Herbst ohne Reformen? Der Koalition bläst ein kalter Wind ins Gesicht
VonGeorg Anastasiadis
schließen
Die AfD überholt in den Umfragen erstmals die Union. Die Unternehmer verlieren die Geduld mit dem Kanzler und der Regierung. Ein Kommentar von Georg Anastasiadis.
Der Herbst, von dem die Regierung ständig erzählt, er solle ein „Herbst der Reformen“ werden, hat gestern begonnen – aber von den versprochenen Reformen zur Ankurbelung der Wirtschaft ist noch nicht viel zu sehen. Glücklich ist darüber nur die AfD: Sie startet mit 26 Prozent in die trübe Jahreszeit. Die Rechten dürfen sich erstmals als stärkste Kraft im Lande fühlen. Und was macht die Koalition? Sie beraumt erst mal einen Wiesn-Gipfel an.

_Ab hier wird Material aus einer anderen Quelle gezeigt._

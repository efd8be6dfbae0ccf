#[cfg(feature = "cli")]
pub mod cli;
pub mod config;
pub mod ir;
pub mod layout;
pub mod layout_dump;

#[cfg(feature = "cli")]
pub use cli::run;
pub use config::{LayoutConfig, load_config};
pub use ir::{Diagram, DiagramError, Edge, EdgeId, EdgeKind, Node, NodeId, parse_diagram};
pub use layout::{EdgePath, Layout, LayoutError, Layouter, compute_layout};
use super::types::{Point, Rectangle};

/// Snaps coordinates to a fixed spacing unit.
#[derive(Debug, Clone, Copy, PartialEq, Eq)]
pub struct Grid {
    size: i32,
}

impl Grid {
    pub fn new(size: i32) -> Self {
        Self { size: size.max(1) }
    }

    pub fn size(&self) -> i32 {
        self.size
    }

    /// Rounds a magnitude up to the next multiple of the grid unit.
    ///
    /// Zero stays zero; anything in `1..=size` becomes one unit. The sign of a
    /// negative value is kept and its magnitude rounded the same way.
    pub fn to_multiple(&self, value: i32) -> i32 {
        let magnitude = value.abs();
        let rounded = (magnitude + self.size - 1) / self.size * self.size;
        if value < 0 { -rounded } else { rounded }
    }

    /// Rounds one coordinate to the nearest multiple, halves going up.
    pub fn snap(&self, value: i32) -> i32 {
        (value + self.size / 2).div_euclid(self.size) * self.size
    }

    pub fn snapped(&self, point: Point) -> Point {
        Point::new(self.snap(point.x), self.snap(point.y))
    }

    /// Snaps the origin and rounds the size up so the rectangle never shrinks
    /// below one unit on either axis.
    pub fn snapped_rect(&self, rect: Rectangle) -> Rectangle {
        Rectangle::new(
            self.snap(rect.x),
            self.snap(rect.y),
            self.to_multiple(rect.width).max(self.size),
            self.to_multiple(rect.height).max(self.size),
        )
    }

    pub fn is_aligned(&self, point: Point) -> bool {
        point.x.rem_euclid(self.size) == 0 && point.y.rem_euclid(self.size) == 0
    }
}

Minister unter Merz: Komplette Liste des Kabinetts – von Klingbeil bis zu „neuen Gesichtern“
Herbst der Reformen – Die Bundesregierung muss trotz erster Erfolge weiter liefern
Ja, es gibt erste Erfolge der schwarz-roten Koalition, ja. Die Asylwende gehört dazu, Deutschland ist nicht mehr das Land in Europa, das wie ein Magnet die meisten Flüchtlinge anzieht. Auch außenpolitisch hat Deutschland seinen Platz auf der europäischen Karte wieder gefunden, ein Verdienst des Kanzlers. Doch macht das, was Friedrich Merz zuletzt im Bundestag zu den Wirtschaftsreformen sagte, die Unternehmenslenker eher unruhig. Da sprach er plötzlich von einem „Winter, Frühling, Sommer und nächstem Herbst“ der Reformen.
Das klang verdächtig danach, als schraube der Kanzler die Erwartungen schon wieder herunter. Kurz davor hatte er noch betont, dass der Sozialstaat nicht mehr im Einklang mit dem stehe, was geleistet werde. Seit sechs Jahren gibt es bei uns kein Wachstum mehr. Wie auch bei den welthöchsten Energiepreisen, Arbeitskosten und Bürokratielasten? Das einzige, was wächst, sind die Arbeitslosenzahlen (wieder 3 Millionen) und die Kosten fürs Bürgergeld. Dass dort mafiöser Sozialbetrug mit im Spiel ist, hat die Politik erkannt, zuletzt wieder CDU-Generalsekretär Linnemann. Banden schleusen Ausländer ins Land, geben ihnen Minijob-Verträge – und der Staat stockt auf. Nur auf harte Konsequenzen müssen die Bürger schon viel zu lange warten.
Gegen Betrug im Sozialstaat müssen echte Konsequenzen beschlossen werden
Doch wird es mit der Bekämpfung von Sozial- und Steuerbetrug allein nicht getan sein. Man darf gespannt sein, was die von Arbeitsministerin Bärbel Bas eingesetzte Sozialstaatskommission an Ideen vorlegt, um das dümpelnde Staatsschiff wieder flott zu kriegen. Nächstes Wochenende sind Stichwahlen in NRW. Ab dann darf es keine Ausreden mehr geben. Das hat sogar das sozialdemokratische Staatsoberhaupt Frank-Walter Steinmeier erkannt. Wenn die SPD schlau ist, macht sie ihn zum Kronzeugen für die nötige Sozialstaatswende. Verpasst sie diese Chance, macht sie Deutschland inclusive Kanzler zur fetten Beute der AfD.